Eldorado/Estadão - FAEP e Ocepar conscientizam Ratinho Junior para não taxar agro paranaense

Publicado em 30/11/2022

Divulgação
Ágide Meneguetti, presidente da FAEP

Estou hoje no Paraná, em Cascavel, e produtores rurais celebraram a decisão do governador do Paraná Ratinho Jr de não mais taxar produtos agrícolas do estado.

Para essa revisão da proposta de taxação, foi muito importante a liderança da FAEP, Federação de Agricultura e Pecuária do Paraná, com seu presidente Agide Meneguetti, e também da Ocepar, Organização das Cooperativas do Estado do Paraná, José Roberto Ricken. Ambos muito além de propor invasões e tumultos físicos nas portas das assembleias e instituições, mostraram que agronegóio é um sistema que envolve toda a sociedade, e que não é de forma alguma justo colocar nos ombros exclusivamente de produtoras e produtores rurais o peso para resolver problemas estruturais que pertencem a todos, não apenas a alguns.

O corte no ICMS dos combustíveis com óbvios fins eleitoreiros provocou um buraco nas contas estaduais, além de prejudicar o programa Renovabio, dos biocombustíveis. Mas é necessário estudos muito mais profundos para corrigir essa situação.

Estive num encontro onde o secretário de agricultura do Paraná, Norberto Ortigara, também se pronunciou sobre a importância dos investimentos infraestruturais, salientando inclusive nas telecomunicações, com 4G para todos, vital para a gestão competitiva do campo doravante.

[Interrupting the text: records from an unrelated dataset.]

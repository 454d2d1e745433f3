//! Maps a settled network result onto an [`AnalysisOutcome`].

use std::sync::Arc;

use serde_json::Value;

use crate::analysis::report::{AnalysisOutcome, ErrorDetail, REQUEST_FAILED_MESSAGE};
use crate::analysis::transformer::{self, AnalysisPayload};
use crate::analysis::transport::RawResponse;
use crate::error::TransportError;

/// Classify the raw result of one request, transforming a successful payload.
pub fn classify(raw: Result<RawResponse, TransportError>) -> AnalysisOutcome {
    match classify_raw(raw) {
        Ok(payload) => AnalysisOutcome::Success(Arc::new(transformer::transform(&payload))),
        Err(failure) => failure,
    }
}

/// Classify without transforming: the shape-checked payload, or the failure outcome.
pub fn classify_raw(
    raw: Result<RawResponse, TransportError>,
) -> Result<AnalysisPayload, AnalysisOutcome> {
    let response = match raw {
        Ok(response) => response,
        Err(e) => {
            tracing::warn!(error = %e, "Analysis request failed before a response arrived");
            return Err(AnalysisOutcome::transport_failure());
        }
    };

    let body: Value = match serde_json::from_str(&response.body) {
        Ok(body) => body,
        Err(e) => {
            tracing::warn!(status = response.status, error = %e, "Analysis response body is not JSON");
            return Err(AnalysisOutcome::transport_failure());
        }
    };

    if !response.is_success() {
        let message = service_error_message(&body);
        tracing::info!(status = response.status, message = %message, "Analysis service returned an error");
        return Err(AnalysisOutcome::ServiceFailure(ErrorDetail::new(message)));
    }

    // Decode from the text, not `body`: `Value` maps are key-sorted and the
    // summary's category order must survive.
    serde_json::from_str::<AnalysisPayload>(&response.body).map_err(|e| {
        tracing::warn!(error = %e, "Analysis response is missing required fields");
        AnalysisOutcome::ServiceFailure(ErrorDetail::new(REQUEST_FAILED_MESSAGE))
    })
}

/// `error`, else `message`, else the generic fallback. Blank strings don't count,
/// but a usable message is passed through untouched.
fn service_error_message(body: &Value) -> String {
    ["error", "message"]
        .into_iter()
        .filter_map(|key| body.get(key).and_then(Value::as_str))
        .find(|s| !s.trim().is_empty())
        .unwrap_or(REQUEST_FAILED_MESSAGE)
        .to_string()
}

#[cfg(test)]
mod tests {
    use super::*;
    use crate::analysis::report::TRANSPORT_FAILURE_MESSAGE;

    fn response(status: u16, body: &str) -> Result<RawResponse, TransportError> {
        Ok(RawResponse::new(status, body))
    }

    const SCENARIO_BODY: &str = r#"{
        "tweets_analyzed": 12,
        "average_scores": {"openness": 0.7, "conscientiousness": 0.5,
            "extraversion": 0.3, "agreeableness": 0.6, "neuroticism": 0.2},
        "summary": {}
    }"#;

    #[test]
    fn success_payload_becomes_report() {
        let outcome = classify(response(200, SCENARIO_BODY));
        let report = outcome.report().expect("success");
        assert_eq!(report.tweets_analyzed, 12);
        assert_eq!(report.trait_averages.openness, 0.7);
        assert!(outcome.user_message().is_none());
    }

    #[test]
    fn service_error_field_passed_through() {
        let outcome = classify(response(429, r#"{"error":"rate limited"}"#));
        assert_eq!(
            outcome,
            AnalysisOutcome::ServiceFailure(ErrorDetail::new("rate limited"))
        );
    }

    #[test]
    fn error_field_preferred_over_message() {
        let outcome = classify(response(
            403,
            r#"{"error":"Cannot access tweets","message":"Profile is private or does not exist"}"#,
        ));
        assert_eq!(outcome.user_message(), Some("Cannot access tweets"));
    }

    #[test]
    fn message_field_used_when_error_absent() {
        let outcome = classify(response(401, r#"{"message":"Token has expired"}"#));
        assert_eq!(outcome.user_message(), Some("Token has expired"));
    }

    #[test]
    fn empty_or_non_string_fields_fall_back() {
        assert_eq!(
            classify(response(500, r#"{"error":"","message":42}"#)).user_message(),
            Some("Request failed")
        );
        assert_eq!(
            classify(response(500, "{}")).user_message(),
            Some("Request failed")
        );
    }

    #[test]
    fn service_message_is_not_rewritten() {
        let outcome = classify(response(400, r#"{"error":"  Invalid Twitter URL \n"}"#));
        assert_eq!(outcome.user_message(), Some("  Invalid Twitter URL \n"));

        let outcome = classify(response(400, r#"{"error":"   ","message":" keep me "}"#));
        assert_eq!(outcome.user_message(), Some(" keep me "));
    }

    #[test]
    fn classify_raw_returns_payload_untransformed() {
        let payload = classify_raw(response(200, SCENARIO_BODY)).expect("payload");
        assert_eq!(payload.tweets_analyzed, 12);
        assert!(payload.summary.0.is_empty());

        let failure = classify_raw(response(500, r#"{"error":"boom"}"#)).unwrap_err();
        assert_eq!(failure.user_message(), Some("boom"));
    }

    #[test]
    fn transport_error_is_generic_failure() {
        let outcome = classify(Err(TransportError::Request("connection refused".into())));
        assert_eq!(
            outcome,
            AnalysisOutcome::TransportFailure(ErrorDetail::new(TRANSPORT_FAILURE_MESSAGE))
        );
    }

    #[test]
    fn unparseable_body_is_transport_failure_even_on_error_status() {
        for status in [200, 502] {
            let outcome = classify(response(status, "<html>Bad Gateway</html>"));
            assert!(matches!(outcome, AnalysisOutcome::TransportFailure(_)));
        }
    }

    #[test]
    fn success_without_scores_or_summary_is_service_failure() {
        let missing_scores = r#"{"tweets_analyzed": 3, "summary": {}}"#;
        let missing_summary = r#"{"tweets_analyzed": 3, "average_scores": {"openness": 0.1,
            "conscientiousness": 0.1, "extraversion": 0.1, "agreeableness": 0.1, "neuroticism": 0.1}}"#;
        for body in [missing_scores, missing_summary] {
            assert_eq!(
                classify(response(200, body)),
                AnalysisOutcome::ServiceFailure(ErrorDetail::new("Request failed"))
            );
        }
    }

    #[test]
    fn partial_score_map_is_service_failure() {
        let body = r#"{"tweets_analyzed": 3, "summary": {},
            "average_scores": {"openness": 0.1, "neuroticism": 0.2}}"#;
        assert!(matches!(
            classify(response(200, body)),
            AnalysisOutcome::ServiceFailure(_)
        ));
    }
}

O estado do Paraná tem uma imensa maioria de propriedades agrícolas com áreas inferiores a 50 hectares. Portanto, pequenos. O cooperativismo é exemplo extraordinário paranaense, inclusive com agregação de valor em aves, suínos, ovos, leite e agora em forte crescimento o peixe.

FAEP e Ocepar demonstraram ao governador aumento de custos elevadíssimos para a produção agropecuária, fertilizantes, defensivos, sementes, máquinas e do outro lado a avicultura e suinocultura estão sofrendo, pois uma saca de milho saltou de menos de R$ 30 para mais de R$ 90. Já uma saca de soja pulou da faixa de R$ 70 para quase R$ 200 e hoje anda em torno de R$ 170, dois itens sagrados nos custos da proteína animal. E ficou também evidente que não fosse a organização associativa e cooperativista do Paraná dificilmente não iríamos ver a repetição do ocorrido em Goiás onde a taxação foi aprovada.

Além disso tudo há o risco climático onde o Paraná sofreu nas duas últimas safras com perdas consideráveis, ou seja, taxar agricultores é um erro estratégico pois significam o elo mais frágil, de maior risco, pleno de incertezas, dentre todos os agentes do sistema industrial, comercial, de serviços do complexo do agronegócio.

A agropecuária sozinha não pode pagar a conta que cabe a sociedade como um todo. Parabéns lideranças paranaenses, FAEP e Ocepar. Prevaleceu a sensatez.

José Luiz Tejon para a Eldorado/Estadão.